If we found the epistatic effect between markers m1 and m2, we should continue our search between all pairs of markers along with their "secondary" markers (colored in yellow)
Since the number of tests involved is enormous we should control false positives. For this purpose we used False Discovery Rate criteria proposed by Benjamini and Hochberg, In our case it defined as expected proportion of erroneously identified epistasis effects among all identified ones.
Yekutieli (2008) suggested the hierarchical procedure to control the FDR across the tree of hypotheses.
In our case all hypotheses could be arranged in a 2-level structure. In the first level are the hypotheses for all combinations of multi-trait complexes and pairs of sparse "framework" markers. In the second level are the hypotheses for all combinations selected in the first level, this time using "secondary", markers, related to corresponding framework markers. We are interesting in Full-tree FDR control - all epistasis discoveries in all tree . The rejection threshold q should be chosen such that the full-tree FDR will be controlled at the level, 0.1.
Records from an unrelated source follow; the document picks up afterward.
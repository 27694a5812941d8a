pub mod error;
pub mod handlers;
pub mod router;
pub mod tools;
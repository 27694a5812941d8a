use async_trait::async_trait;

use super::model::{FetchedMessage, MailboxDescriptor, MoveOutcome, SearchCriteria};
use crate::error::MailResult;

/// Protocol actions available on one authenticated mailbox session.
/// The IMAP implementation lives in `imap.rs`; tests substitute an in-memory store.
#[async_trait]
pub trait MailboxSession: Send {
    async fn list_mailboxes(&mut self) -> MailResult<Vec<MailboxDescriptor>>;

    /// Open a mailbox (EXAMINE when `read_only`, SELECT otherwise).
    /// Returns the number of messages it holds.
    async fn select(&mut self, mailbox: &str, read_only: bool) -> MailResult<u32>;

    /// UID, flags, envelope and internal date for a sequence-number set.
    async fn fetch_by_sequence(&mut self, sequence_set: &str) -> MailResult<Vec<FetchedMessage>>;

    /// UID, flags, envelope and internal date for a UID set.
    async fn fetch_by_uid(&mut self, uid_set: &str) -> MailResult<Vec<FetchedMessage>>;

    /// Like `fetch_by_uid` for one message, including its body structure.
    async fn fetch_with_structure(&mut self, uid: u32) -> MailResult<Option<FetchedMessage>>;

    /// Raw content of one section, or the whole body text when `part` is `None`.
    async fn download(&mut self, uid: u32, part: Option<&str>) -> MailResult<Vec<u8>>;

    /// UIDs matching every present criterion, in no particular order.
    async fn search(&mut self, criteria: &SearchCriteria) -> MailResult<Vec<u32>>;

    async fn move_message(&mut self, uid: u32, destination: &str) -> MailResult<MoveOutcome>;

    /// Flag as deleted and expunge. Returns whether the server confirmed removal.
    async fn delete_message(&mut self, uid: u32) -> MailResult<bool>;

    async fn logout(&mut self) -> MailResult<()>;
}

/// Opens fresh authenticated sessions. One session per operation; never pooled.
#[async_trait]
pub trait SessionFactory: Send + Sync {
    type Session: MailboxSession;

    async fn open(&self) -> MailResult<Self::Session>;
}
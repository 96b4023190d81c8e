//! Fetch → assemble → normalize → (limit) → store, one orchestrator per source kind.

use crate::extract::{assemble_html, assemble_pdf, html_text_nodes};
use crate::sources::{HttpHtmlSource, HttpPdfSource, HTML_TIMEOUT_MS};
use crate::textprep::{limit_words, normalize, word_count};
use crate::LocalFetcher;
use docpipe_core::{
    Error, ExtractionRequest, HtmlSource, LastResult, LastResultStore, PdfDocument, PdfSource,
    Result, SourceKind,
};
use std::sync::Arc;
use std::time::{Duration, Instant};
use tracing::{debug, info, warn};

pub const DEFAULT_MAX_WORDS: usize = 3000;

#[derive(Debug, Clone)]
pub struct ExtractorConfig {
    /// Word cap for the HTML pipeline. PDFs are never capped.
    pub max_words: usize,
    pub html_timeout: Duration,
    /// `None` leaves PDF downloads unbounded.
    pub pdf_timeout: Option<Duration>,
}

impl Default for ExtractorConfig {
    fn default() -> Self {
        Self {
            max_words: DEFAULT_MAX_WORDS,
            html_timeout: Duration::from_millis(HTML_TIMEOUT_MS),
            pdf_timeout: None,
        }
    }
}

pub struct Extractor {
    pdf: Arc<dyn PdfSource>,
    html: Arc<dyn HtmlSource>,
    store: Arc<LastResultStore>,
    max_words: usize,
}

impl Extractor {
    pub fn new(
        pdf: Arc<dyn PdfSource>,
        html: Arc<dyn HtmlSource>,
        store: Arc<LastResultStore>,
        max_words: usize,
    ) -> Self {
        Self {
            pdf,
            html,
            store,
            max_words,
        }
    }

    /// Extractor over the network with a fresh, empty store.
    pub fn local(cfg: &ExtractorConfig) -> Result<Self> {
        let fetcher = Arc::new(LocalFetcher::new()?);
        let pdf = HttpPdfSource::new(fetcher.clone()).with_timeout(cfg.pdf_timeout);
        let html = HttpHtmlSource::new(fetcher).with_timeout(cfg.html_timeout);
        Ok(Self::new(
            Arc::new(pdf),
            Arc::new(html),
            Arc::new(LastResultStore::new()),
            cfg.max_words,
        ))
    }

    pub fn max_words(&self) -> usize {
        self.max_words
    }

    /// PDF pipeline: text of every page, normalized, not word-limited.
    pub async fn extract_pdf(&self, req: &ExtractionRequest) -> Result<String> {
        let t0 = Instant::now();
        let outcome = match validate(req) {
            Ok(url) => self.run_pdf(&url).await.map(|text| (url, text)),
            Err(e) => Err(e),
        };
        self.finish(SourceKind::Pdf, req, outcome, t0)
    }

    /// HTML pipeline: allow-listed element text, normalized, limited to `max_words`.
    pub async fn extract_html(&self, req: &ExtractionRequest) -> Result<String> {
        let t0 = Instant::now();
        let outcome = match validate(req) {
            Ok(url) => self.run_html(&url).await.map(|text| (url, text)),
            Err(e) => Err(e),
        };
        self.finish(SourceKind::Html, req, outcome, t0)
    }

    pub fn last_result(&self) -> Result<Arc<LastResult>> {
        self.store.get()
    }

    async fn run_pdf(&self, url: &str) -> Result<String> {
        let doc = self.pdf.load(url).await?;
        debug!(url, pages = doc.page_count(), "pdf loaded");
        let raw = assemble_pdf(doc.as_ref())?;
        Ok(normalize(&raw))
    }

    async fn run_html(&self, url: &str) -> Result<String> {
        let html = self.html.fetch_html(url).await?;
        debug!(url, bytes = html.len(), "html fetched");
        let nodes = html_text_nodes(&html)?;
        let raw = assemble_html(&nodes);
        Ok(limit_words(&normalize(&raw), self.max_words))
    }

    /// Store and log a successful run; log a failed one and leave the store alone.
    fn finish(
        &self,
        source: SourceKind,
        req: &ExtractionRequest,
        outcome: Result<(String, String)>,
        t0: Instant,
    ) -> Result<String> {
        let elapsed_ms = t0.elapsed().as_millis() as u64;
        match outcome {
            Ok((url, text)) => {
                info!(
                    %source,
                    url = %url,
                    words = word_count(&text),
                    elapsed_ms,
                    "extraction finished"
                );
                self.store.set(LastResult {
                    text: text.clone(),
                    source,
                    url,
                });
                Ok(text)
            }
            Err(e) => {
                warn!(
                    %source,
                    url = req.url.as_deref().unwrap_or(""),
                    stage = e.stage(),
                    error = %e,
                    elapsed_ms,
                    "extraction failed"
                );
                Err(e)
            }
        }
    }
}

/// Non-empty, absolute http(s) url.
fn validate(req: &ExtractionRequest) -> Result<String> {
    let raw = req.source_url()?;
    let url = url::Url::parse(raw).map_err(|e| Error::InvalidUrl(format!("{raw}: {e}")))?;
    match url.scheme() {
        "http" | "https" => Ok(raw.to_string()),
        other => Err(Error::InvalidUrl(format!("unsupported scheme {other:?}: {raw}"))),
    }
}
We implemented the algorithm on Arabidobsis data of 210 RILs .
Around 23000 gene expressions were produced from all five chromosomes.
Then we applied out algorithm:
were identified 314 gene clusters (WGCNA)
For the first stage of hierarchical testing 47 sparse "framework" markers that are within 10 cM of each other were used
10 -12 “secondary" markers were placed for each framework area
So we tested around 440 000 epistatic hypotheses
The Variance Stabilization Normalization (VSN) uses Generalized log transformation
After filtering non-expressed genes remained 7244 genes out of 22810
Also we filtered out bad markers or non-informative markers
Using the two-stage algorithm on meta-genes, 341,107 hypotheses were tests
If instead, all possible combinations of markers and row traits were tested at one stage, about 900,000,000 tests would have been performed.